I now think the best plan of action is wait until this is officially supported and we are in a version of React that supports it, and then just use inline styles handled and de-duplicated by React. Basically, CSS-in-JS but without any libraries, future-proof, minmal bundle size and maximal performance.

I'm not super-familiar with the inside/outside iframe styles situation, but if Emotion worked then I'm fairly confident this approach will also work, since it fundamentally does the same (inject some de-duplicated inline styles).

Thoughts?

tyxla commented 1 month ago

In theory that sounds like it could solve it. However, I'm a bit concerned about how it would handle the style tag order.

Imagine loading component X and component Y, and their styles come with conflicting precedence - they're using the same selector and providing a different value for a particular style property. There is a chance that the value will depend on the load order of the components - if X renders before Y, Y's styles will be used, and the other way around. Perhaps React has found a way to always have the same stylesheet order, but that sounds like an impossibly tricky problem to solve, especially as you move styles around, create new stylesheets, and remove old ones.

FWIW currently in Calypso, we have similar issues with lazy-loaded components when precedence is not well sorted out.

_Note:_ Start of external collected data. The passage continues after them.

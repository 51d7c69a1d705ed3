use lazy_static::lazy_static;
use std::{collections::HashMap, fmt::Display};

use crate::Span;

lazy_static! {
    /// Reserved words. Identifier runs are looked up here before falling
    /// back to `TokenKind::Identifier`.
    pub static ref KEYWORD_LOOKUP: HashMap<&'static str, TokenKind> = {
        let mut map = HashMap::new();
        map.insert("fn", TokenKind::Function);
        map.insert("let", TokenKind::Let);
        map.insert("true", TokenKind::True);
        map.insert("false", TokenKind::False);
        map.insert("if", TokenKind::If);
        map.insert("else", TokenKind::Else);
        map.insert("return", TokenKind::Return);
        map
    };

    /// Single-character symbols, consulted only after the multi-character
    /// table failed to match at the current position.
    pub static ref SYMBOL_LOOKUP: HashMap<u8, TokenKind> = {
        let mut map = HashMap::new();
        map.insert(b'=', TokenKind::Assign);
        map.insert(b'+', TokenKind::Plus);
        map.insert(b'-', TokenKind::Minus);
        map.insert(b'!', TokenKind::Bang);
        map.insert(b'*', TokenKind::Asterisk);
        map.insert(b'/', TokenKind::Slash);
        map.insert(b'<', TokenKind::LessThan);
        map.insert(b'>', TokenKind::GreaterThan);
        map.insert(b',', TokenKind::Comma);
        map.insert(b';', TokenKind::Semicolon);
        map.insert(b'(', TokenKind::LParen);
        map.insert(b')', TokenKind::RParen);
        map.insert(b'{', TokenKind::LBrace);
        map.insert(b'}', TokenKind::RBrace);
        map
    };

    /// Multi-character symbols. These win over any single-character reading
    /// of their leading character.
    pub static ref MULTI_SYMBOL_LOOKUP: HashMap<&'static str, TokenKind> = {
        let mut map = HashMap::new();
        map.insert("<=", TokenKind::LessOrEqual);
        map.insert(">=", TokenKind::GreaterOrEqual);
        map.insert("==", TokenKind::Equal);
        map.insert("!=", TokenKind::NotEqual);
        map.insert("++", TokenKind::Increment);
        map.insert("--", TokenKind::Decrement);
        map
    };
}

#[derive(Debug, PartialEq, Eq, Clone, Copy, Hash)]
pub enum TokenKind {
    Illegal,
    EndOfInput,

    Identifier,
    Integer,

    Assign,     // =
    Plus,       // +
    Minus,      // -
    Bang,       // !
    Asterisk,   // *
    Slash,      // /

    Increment,  // ++
    Decrement,  // --

    LessThan,       // <
    LessOrEqual,    // <=
    GreaterThan,    // >
    GreaterOrEqual, // >=

    Equal,     // ==
    NotEqual,  // !=

    Comma,
    Semicolon,

    LParen,
    RParen,
    LBrace,
    RBrace,

    // Reserved
    Function,
    Let,
    True,
    False,
    If,
    Else,
    Return,
}

impl Display for TokenKind {
    fn fmt(&self, f: &mut std::fmt::Formatter<'_>) -> std::fmt::Result {
        write!(f, "{:?}", self)
    }
}

/// One lexeme. `value` holds the literal text: empty for `EndOfInput`,
/// exactly the one offending character for `Illegal`.
#[derive(Debug, Clone, PartialEq, Eq)]
pub struct Token {
    pub kind: TokenKind,
    pub value: String,
    pub span: Span,
}

impl Token {
    pub fn new(kind: TokenKind, value: String, span: Span) -> Token {
        Token { kind, value, span }
    }

    fn carries_literal(&self) -> bool {
        matches!(
            self.kind,
            TokenKind::Identifier | TokenKind::Integer | TokenKind::Illegal
        )
    }
}

impl Display for Token {
    fn fmt(&self, f: &mut std::fmt::Formatter<'_>) -> std::fmt::Result {
        if self.carries_literal() {
            write!(f, "{} ({:?}) at {}", self.kind, self.value, self.span)
        } else {
            write!(f, "{} at {}", self.kind, self.span)
        }
    }
}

DaniGuardiola commented 1 month ago

@tyxla

image

Plus style precedence should be handled through CSS Cascade Layers nowadays, a native CSS feature supported in all browsers for that exact use-case. In the components package, specifically, I already have a draft proposal that will suggest using them to fix these issues you're referring to in a clean manner.

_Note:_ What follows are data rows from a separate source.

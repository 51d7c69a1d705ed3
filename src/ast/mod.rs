/// AST (Abstract Syntax Tree) module
/// Contains all definitions related to the AST structure
///
/// Submodules:
/// - ast: Core AST traits, wrappers, and the Program root
/// - expressions: Definitions for various expression types
/// - statements: Definitions for various statement types
pub mod ast;
pub mod expressions;
pub mod statements;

DaniGuardiola commented 1 month ago

Also, to be clear, replacing emotion with this React API (and something like precedence="low") would instantly improve things today. Emotion actually appends all styles at the end, taking precedence over any other loaded styles. This is the reason why I've had to use !important in the past to force overrides of Emotion-provided styles.

DaniGuardiola commented 1 month ago

Another relevant note is that there's already some alignment around using layers for other matters within WordPress: https://github.com/WordPress/gutenberg/discussions/61810

ellatrix commented 1 month ago

We have style overrides useStyleOverride, but it's not currently a public API. I'm ok with making the hook public, but very hesitant with making the private store action public. Does the hook solve your problem?

tyxla commented 1 month ago

@tyxla

image

Plus style precedence should be handled through CSS Cascade Layers nowadays, a native CSS feature supported in all browsers for that exact use-case. In the components package, specifically, I already have a draft proposal that will suggest using them to fix these issues you're referring to in a clean manner.

@DaniGuardiola I guess that assumes rewriting all existing styles to use cascade layers? If that's what you mean, won't that cause compatibility issues with existing plugins and themes that rely on overriding these styles the old way?

DaniGuardiola commented 1 month ago

won't that cause compatibility issues with existing plugins and themes that rely on overriding these styles the old way?

What do you mean by "the old way"? Unlayered styles always have priority over layered styles, so unless I'm missing something those overrides should still work.

tyxla commented 1 month ago

Most styles across plugins and themes will be unlayered, so yes, that's what I mean by the old way. What you're saying makes sense, although I'm not 100% convinced all custom 3rd party CSS will work the same way. Also, a migration could be interesting since it may cause some styles to be layered, and some not, and that might lead to unexpected precedence issues.